● WHAT THE TASK ASKS:
In the listing below, which lines contain the string "struct"? Copy them all.

● DATASET EXCERPTS:
_ _ _ _ _
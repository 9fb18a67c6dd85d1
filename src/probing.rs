//! Collision resolution.
//!
//! A probe is started once the primary slot of a key is taken by a different
//! key. It walks a deterministic sequence of candidate slots and stops on the
//! first slot that is either free (empty or a tombstone) or holds the key
//! being probed for. Which of the two it stopped on is for the caller to find
//! out by looking at the slot.
//!
//! Every sequence is bounded by the table size, so probing a full table
//! terminates with `None` instead of looping.

use crate::hashing::HashStrategy;
use crate::table::Slot;

/// A collision resolution strategy.
#[derive(Debug, Clone, Copy, PartialEq, Eq, Hash)]
pub enum ProbeStrategy {
    /// `start + attempt`, one slot at a time. Visits every slot.
    Linear,
    /// `start + attempt²`. On a prime-sized table this reaches roughly half of
    /// the slots, so a table can report exhaustion while slots are still free.
    Quadratic,
    /// `start + attempt * step` with `step` taken from the secondary hash.
    /// Visits every slot but the start on a prime-sized table.
    DoubleHash,
}

/// What a probe found at a candidate slot.
#[derive(Debug, Clone, Copy, PartialEq, Eq)]
pub(crate) enum Landing {
    Empty,
    Tombstone,
    Match,
    Collision,
}

impl Landing {
    #[inline(always)]
    pub(crate) fn of<V>(slot: &Slot<V>, key: &[u8]) -> Self {
        match slot {
            Slot::Empty => Landing::Empty,
            Slot::Deleted { .. } => Landing::Tombstone,
            Slot::Used { key: stored, .. } if crate::key::keys_match(stored, key) => Landing::Match,
            Slot::Used { .. } => Landing::Collision,
        }
    }
}

impl ProbeStrategy {
    /// All probe strategies, in registry order.
    pub const ALL: [ProbeStrategy; 3] = [
        ProbeStrategy::Linear,
        ProbeStrategy::Quadratic,
        ProbeStrategy::DoubleHash,
    ];

    /// Builds the probe sequence for `key` whose primary slot is `start` in a
    /// table of `size` slots.
    ///
    /// The primary slot itself is never yielded: every strategy begins at
    /// attempt 1 and stops after attempt `size - 1`.
    ///
    /// `secondary` only matters for [`ProbeStrategy::DoubleHash`]; a secondary
    /// hash of zero is turned into a step of one so the sequence always moves.
    pub fn sequence(
        self,
        secondary: HashStrategy,
        key: &[u8],
        start: usize,
        size: usize,
    ) -> ProbeSequence {
        debug_assert!(start < size);
        let step = match self {
            ProbeStrategy::Linear => 1,
            ProbeStrategy::Quadratic => 0,
            ProbeStrategy::DoubleHash => secondary.index(key, size).max(1),
        };

        ProbeSequence {
            strategy: self,
            start,
            step,
            size,
            attempt: 1,
        }
    }

    /// Probes from `start` for a slot that is free or holds `key`.
    ///
    /// Returns the index of that slot, or `None` if the sequence ran out, or
    /// if `stop_on_tombstone` is set and a tombstone was reached first.
    /// `cost` is charged according to the strategy (see [`ProbeSequence::probe`]).
    pub fn probe<V>(
        self,
        slots: &[Slot<V>],
        key: &[u8],
        start: usize,
        stop_on_tombstone: bool,
        secondary: HashStrategy,
        cost: &mut u64,
    ) -> Option<usize> {
        self.sequence(secondary, key, start, slots.len())
            .probe(slots, key, stop_on_tombstone, cost)
    }

    #[inline(always)]
    pub(crate) fn charges(self, landing: Landing) -> bool {
        match self {
            ProbeStrategy::Linear => matches!(landing, Landing::Empty | Landing::Tombstone),
            ProbeStrategy::Quadratic => true,
            ProbeStrategy::DoubleHash => landing != Landing::Match,
        }
    }
}

/// A resumable probe sequence.
///
/// Iterating yields candidate indices. [`ProbeSequence::probe`] skips over
/// collisions and stops on the next interesting slot, leaving the sequence
/// positioned after it so the caller can carry on past a tombstone.
#[derive(Debug, Clone)]
pub struct ProbeSequence {
    strategy: ProbeStrategy,
    start: usize,
    step: usize,
    size: usize,
    attempt: usize,
}

impl ProbeSequence {
    /// The attempt number the next candidate will be generated from.
    pub fn attempt(&self) -> usize {
        self.attempt
    }

    /// Advances to the next slot that is free or holds `key`.
    ///
    /// Cost accounting per landing:
    /// - linear charges one unit for every free slot it stops on,
    /// - quadratic charges every attempt,
    /// - double hashing charges every attempt except a match.
    pub fn probe<V>(
        &mut self,
        slots: &[Slot<V>],
        key: &[u8],
        stop_on_tombstone: bool,
        cost: &mut u64,
    ) -> Option<usize> {
        debug_assert_eq!(slots.len(), self.size);
        let strategy = self.strategy;
        for index in self.by_ref() {
            let landing = Landing::of(&slots[index], key);
            if strategy.charges(landing) {
                *cost += 1;
            }

            match landing {
                Landing::Collision => continue,
                Landing::Tombstone if stop_on_tombstone => return None,
                _ => return Some(index),
            }
        }

        None
    }
}

impl Iterator for ProbeSequence {
    type Item = usize;

    fn next(&mut self) -> Option<usize> {
        if self.attempt >= self.size {
            return None;
        }

        let attempt = self.attempt as u64;
        let size = self.size as u64;
        self.attempt += 1;

        let offset = match self.strategy {
            ProbeStrategy::Linear => attempt,
            ProbeStrategy::Quadratic => (attempt * attempt) % size,
            ProbeStrategy::DoubleHash => (attempt * self.step as u64) % size,
        };
        Some(((self.start as u64 + offset) % size) as usize)
    }
}
//! Prime table sizing.

/// Largest table size the sizing search will hand out.
pub const MAX_TABLE_SIZE: usize = 1 << 24;

#[inline(always)]
fn is_prime(n: usize) -> bool {
    if n < 4 {
        return n >= 2;
    }
    if n % 2 == 0 || n % 3 == 0 {
        return false;
    }

    let mut d = 5usize;
    while d * d <= n {
        if n % d == 0 || n % (d + 2) == 0 {
            return false;
        }
        d += 6;
    }
    true
}

/// Returns the smallest prime `p >= n`, or `None` if that prime would exceed
/// [`MAX_TABLE_SIZE`].
///
/// ```rust
/// # use probe_table::primes::next_prime_at_least;
/// assert_eq!(next_prime_at_least(5), Some(5));
/// assert_eq!(next_prime_at_least(8), Some(11));
/// ```
pub fn next_prime_at_least(n: usize) -> Option<usize> {
    (n.max(2)..=MAX_TABLE_SIZE).find(|&candidate| is_prime(candidate))
}
use std::fs;
use std::path::PathBuf;

use clap::Parser;
use probe_table::ProbeTable;
use probe_table::TableConfig;

#[derive(Parser, Debug)]
struct Args {
    /// Requested number of slots; rounded up to a prime.
    #[arg(short = 'c', long = "capacity", default_value_t = 1000)]
    capacity: usize,

    /// Probe strategies to compare.
    #[arg(short = 'p', long = "probe", default_values = ["linear", "quadratic", "double"])]
    probes: Vec<String>,

    /// Primary hash strategy.
    #[arg(long = "hash", default_value = "weighted")]
    hash: String,

    /// Secondary hash strategy, used for the double hashing step.
    #[arg(long = "secondary", default_value = "sum")]
    secondary: String,

    /// Whitespace-separated words to load. Synthetic keys are used if absent.
    #[arg(short = 'f', long = "file")]
    file: Option<PathBuf>,

    /// Dump every slot after loading.
    #[arg(long)]
    dump: bool,
}

fn load_words(args: &Args) -> Vec<Vec<u8>> {
    match &args.file {
        Some(path) => match fs::read_to_string(path) {
            Ok(text) => text
                .split_whitespace()
                .map(|w| w.as_bytes().to_vec())
                .collect(),
            Err(err) => {
                eprintln!("cannot read {}: {err}", path.display());
                std::process::exit(1);
            }
        },
        None => (0..args.capacity * 3 / 4)
            .map(|i| format!("key_{i:05}").into_bytes())
            .collect(),
    }
}

fn main() {
    env_logger::init();
    let args = Args::parse();
    let words = load_words(&args);

    for probe in &args.probes {
        let config = TableConfig::new(args.capacity)
            .probe(probe.as_str())
            .hash(args.hash.as_str())
            .secondary_hash(args.secondary.as_str());
        let mut table = match ProbeTable::with_config(&config) {
            Ok(table) => table,
            Err(err) => {
                eprintln!("cannot create table of {} slots: {err}", config.capacity());
                std::process::exit(1);
            }
        };

        let mut rejected = 0;
        for (i, word) in words.iter().enumerate() {
            if table.insert(word, i).is_err() {
                rejected += 1;
            }
        }

        for word in &words {
            let _ = table.get(word);
        }
        for word in words.iter().step_by(2) {
            let _ = table.remove(word);
        }

        println!("==== {probe} ====");
        let mut summary = String::new();
        if table.summary(&mut summary).is_ok() {
            print!("{summary}");
        }
        println!("Rejected inserts: {rejected}");
        table.stats().print();
        table.print_probe_histogram();

        if args.dump {
            let mut dump = String::new();
            if table.dump(&mut dump, "").is_ok() {
                print!("{dump}");
            }
        }
        println!();
    }
}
_ _ _ _ _
● SOLUTION TO THE EXERCISE:
pub struct ProbeSequence {
struct Args {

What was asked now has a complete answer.